Throughout the listing below, copy each line containing "HistogramSnapshot".

*** Opening Data extracts ***

//! Live 2D hit histogram with periodic snapshots.
//!
//! Counters are `u16` and wrap silently past 65535 within one window; the
//! publish period has to be short enough for the expected per-pixel rate.

use std::time::{Duration, Instant};
use tpxgate_core::{PixelHit, DETECTOR_PIXELS, DETECTOR_SIZE};

/// Counts for one publish window, row-major by y then x.
#[derive(Debug, Clone, PartialEq, Eq)]
pub struct HistogramSnapshot {
    /// `DETECTOR_PIXELS` counters; cell `x + 256 * y`.
    pub counts: Vec<u16>,
    /// Hits folded into this window.
    pub hits: u64,
}

impl HistogramSnapshot {
    /// Counter at `(x, y)`.
    #[must_use]
    pub fn get(&self, x: u8, y: u8) -> u16 {
        self.counts[usize::from(x) + DETECTOR_SIZE * usize::from(y)]
    }

    /// Sum of all counters.
    #[must_use]
    pub fn total(&self) -> u64 {
        self.counts.iter().map(|&c| u64::from(c)).sum()
    }

    /// Encodes the counters as big-endian `u16`s.
    #[must_use]
    pub fn encode(&self) -> Vec<u8> {
        self.counts.iter().flat_map(|c| c.to_be_bytes()).collect()
    }

    /// Decodes a published snapshot. Returns `None` unless the buffer holds
    /// exactly one full grid.
    #[must_use]
    pub fn decode(bytes: &[u8]) -> Option<Self> {
        if bytes.len() != DETECTOR_PIXELS * 2 {
            return None;
        }
        let counts: Vec<u16> = bytes
            .chunks_exact(2)
            .map(|pair| u16::from_be_bytes([pair[0], pair[1]]))
            .collect();
        let hits = counts.iter().map(|&c| u64::from(c)).sum();
        Some(Self { counts, hits })
    }
}

/// Accumulates hits into a fixed 256×256 grid.
#[derive(Debug, Clone)]
pub struct HistogramAccumulator {
    grid: Vec<u16>,
    hits: u64,
    period: Duration,
    last_publish: Instant,
}

impl HistogramAccumulator {
    /// Creates an empty grid whose first window starts at `now`.
    #[must_use]
    pub fn new(period: Duration, now: Instant) -> Self {
        Self {
            grid: vec![0; DETECTOR_PIXELS],
            hits: 0,
            period,
            last_publish: now,
        }
    }

    /// Increments the cell under `hit`.
    #[inline]
    pub fn add_hit(&mut self, hit: &PixelHit) {
        let cell = &mut self.grid[hit.grid_index()];
        *cell = cell.wrapping_add(1);
        self.hits += 1;
    }

    /// Increments the cells under every hit.
    pub fn add_hits<'a, I>(&mut self, hits: I)
    where
        I: IntoIterator<Item = &'a PixelHit>,
    {
        for hit in hits {
            self.add_hit(hit);
        }
    }

    /// Folds a big-endian packed hit buffer. Returns the number of hits.
    ///
    /// # Errors
    /// Returns an error if the buffer is not a whole number of words.
    pub fn add_packed(&mut self, bytes: &[u8]) -> tpxgate_core::Result<usize> {
        let mut n = 0;
        for hit in PixelHit::iter_packed(bytes)? {
            self.add_hit(&hit);
            n += 1;
        }
        Ok(n)
    }

    /// Current count at `(x, y)`.
    #[must_use]
    pub fn count(&self, x: u8, y: u8) -> u16 {
        self.grid[usize::from(x) + DETECTOR_SIZE * usize::from(y)]
    }

    /// Hits accumulated in the current window.
    #[must_use]
    pub fn pending_hits(&self) -> u64 {
        self.hits
    }

    /// Publish period.
    #[must_use]
    pub fn period(&self) -> Duration {
        self.period
    }

    /// Changes the publish period; checked on the next poll.
    pub fn set_period(&mut self, period: Duration) {
        self.period = period;
    }

    /// Returns a snapshot and resets the grid once the period has elapsed.
    pub fn poll(&mut self, now: Instant) -> Option<HistogramSnapshot> {
        if now.saturating_duration_since(self.last_publish) >= self.period {
            Some(self.take_snapshot(now))
        } else {
            None
        }
    }

    /// Unconditionally snapshots and resets, starting a new window at `now`.
    pub fn take_snapshot(&mut self, now: Instant) -> HistogramSnapshot {
        let counts = std::mem::replace(&mut self.grid, vec![0; DETECTOR_PIXELS]);
        let hits = std::mem::take(&mut self.hits);
        self.last_publish = now;
        HistogramSnapshot { counts, hits }
    }
}

#[cfg(test)]
mod tests {
    use super::*;

    #[test]
    fn test_single_hit_lands_in_cell() {
        let start = Instant::now();
        let mut hist = HistogramAccumulator::new(Duration::from_millis(10), start);
        hist.add_hit(&PixelHit::new(10, 20, 0, 50));
        assert_eq!(hist.count(10, 20), 1);
        assert_eq!(hist.count(20, 10), 0);
    }

    #[test]
    fn test_poll_respects_period_and_resets() {
        let start = Instant::now();
        let mut hist = HistogramAccumulator::new(Duration::from_millis(100), start);
        hist.add_hit(&PixelHit::new(1, 1, 0, 1));
        assert!(hist.poll(start + Duration::from_millis(50)).is_none());

        let snapshot = hist.poll(start + Duration::from_millis(100)).unwrap();
        assert_eq!(snapshot.get(1, 1), 1);
        assert_eq!(snapshot.total(), 1);
        assert_eq!(hist.count(1, 1), 0);
        assert_eq!(hist.pending_hits(), 0);

        // New window starts at the publish instant.
        assert!(hist.poll(start + Duration::from_millis(150)).is_none());
    }

    #[test]
    fn test_counter_wraps_without_panicking() {
        let start = Instant::now();
        let mut hist = HistogramAccumulator::new(Duration::from_secs(1), start);
        let hit = PixelHit::new(0, 0, 0, 1);
        for _ in 0..=u32::from(u16::MAX) {
            hist.add_hit(&hit);
        }
        assert_eq!(hist.count(0, 0), 0);
    }

    #[test]
    fn test_snapshot_encoding() {
        let start = Instant::now();
        let mut hist = HistogramAccumulator::new(Duration::ZERO, start);
        hist.add_hit(&PixelHit::new(1, 0, 0, 1));
        let snapshot = hist.take_snapshot(start);
        let bytes = snapshot.encode();
        assert_eq!(bytes.len(), DETECTOR_PIXELS * 2);
        assert_eq!(&bytes[0..4], &[0, 0, 0, 1]);
        assert_eq!(HistogramSnapshot::decode(&bytes).unwrap(), snapshot);
        assert!(HistogramSnapshot::decode(&bytes[1..]).is_none());
    }
}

*** Closing Data extracts ***

[Written reply]
pub struct HistogramSnapshot {
impl HistogramSnapshot {
    pub fn poll(&mut self, now: Instant) -> Option<HistogramSnapshot> {
    pub fn take_snapshot(&mut self, now: Instant) -> HistogramSnapshot {
        HistogramSnapshot { counts, hits }
        assert_eq!(HistogramSnapshot::decode(&bytes).unwrap(), snapshot);
        assert!(HistogramSnapshot::decode(&bytes[1..]).is_none());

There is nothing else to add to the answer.